START Records shown

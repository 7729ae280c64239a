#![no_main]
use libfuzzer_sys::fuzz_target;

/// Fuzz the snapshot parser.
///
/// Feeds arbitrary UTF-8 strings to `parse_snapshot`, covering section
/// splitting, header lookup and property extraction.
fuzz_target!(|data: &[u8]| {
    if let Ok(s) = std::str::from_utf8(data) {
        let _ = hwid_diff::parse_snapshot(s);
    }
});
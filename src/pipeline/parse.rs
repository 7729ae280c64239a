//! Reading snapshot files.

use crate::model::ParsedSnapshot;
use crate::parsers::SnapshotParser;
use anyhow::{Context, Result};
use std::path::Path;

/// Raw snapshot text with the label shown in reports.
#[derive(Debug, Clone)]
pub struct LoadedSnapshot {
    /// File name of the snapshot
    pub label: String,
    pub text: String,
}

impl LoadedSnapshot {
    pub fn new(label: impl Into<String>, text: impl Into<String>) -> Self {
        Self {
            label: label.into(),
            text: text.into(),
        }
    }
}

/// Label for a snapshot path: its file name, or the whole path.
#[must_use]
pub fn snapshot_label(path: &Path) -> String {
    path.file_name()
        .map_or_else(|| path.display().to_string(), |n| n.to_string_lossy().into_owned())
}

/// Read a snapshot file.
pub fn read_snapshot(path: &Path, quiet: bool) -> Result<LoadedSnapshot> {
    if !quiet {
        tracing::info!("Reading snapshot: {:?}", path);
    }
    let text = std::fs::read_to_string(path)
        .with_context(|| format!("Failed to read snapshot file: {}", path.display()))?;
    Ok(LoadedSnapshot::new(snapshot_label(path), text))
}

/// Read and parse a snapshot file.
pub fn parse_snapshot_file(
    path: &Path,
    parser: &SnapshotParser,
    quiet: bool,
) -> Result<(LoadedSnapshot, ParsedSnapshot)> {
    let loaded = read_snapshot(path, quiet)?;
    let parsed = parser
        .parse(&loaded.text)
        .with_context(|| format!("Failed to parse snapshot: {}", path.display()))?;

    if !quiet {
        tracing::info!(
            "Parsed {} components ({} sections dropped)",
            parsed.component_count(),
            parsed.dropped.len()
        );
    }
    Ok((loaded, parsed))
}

END Records shown

**Problem to work on:**
Please transcribe the records exactly from their first line through the line holding "the whole path.", and leave out all others.

**Result of the exercise:**
repository 7729ae280c64239a
#![no_main]
use libfuzzer_sys::fuzz_target;

/// Fuzz the snapshot parser.
///
/// Feeds arbitrary UTF-8 strings to `parse_snapshot`, covering section
/// splitting, header lookup and property extraction.
fuzz_target!(|data: &[u8]| {
    if let Ok(s) = std::str::from_utf8(data) {
        let _ = hwid_diff::parse_snapshot(s);
    }
});
filename src/pipeline/parse.rs
repository 7729ae280c64239a
//! Reading snapshot files.

use crate::model::ParsedSnapshot;
use crate::parsers::SnapshotParser;
use anyhow::{Context, Result};
use std::path::Path;

/// Raw snapshot text with the label shown in reports.
#[derive(Debug, Clone)]
pub struct LoadedSnapshot {
    /// File name of the snapshot
    pub label: String,
    pub text: String,
}

impl LoadedSnapshot {
    pub fn new(label: impl Into<String>, text: impl Into<String>) -> Self {
        Self {
            label: label.into(),
            text: text.into(),
        }
    }
}

/// Label for a snapshot path: its file name, or the whole path.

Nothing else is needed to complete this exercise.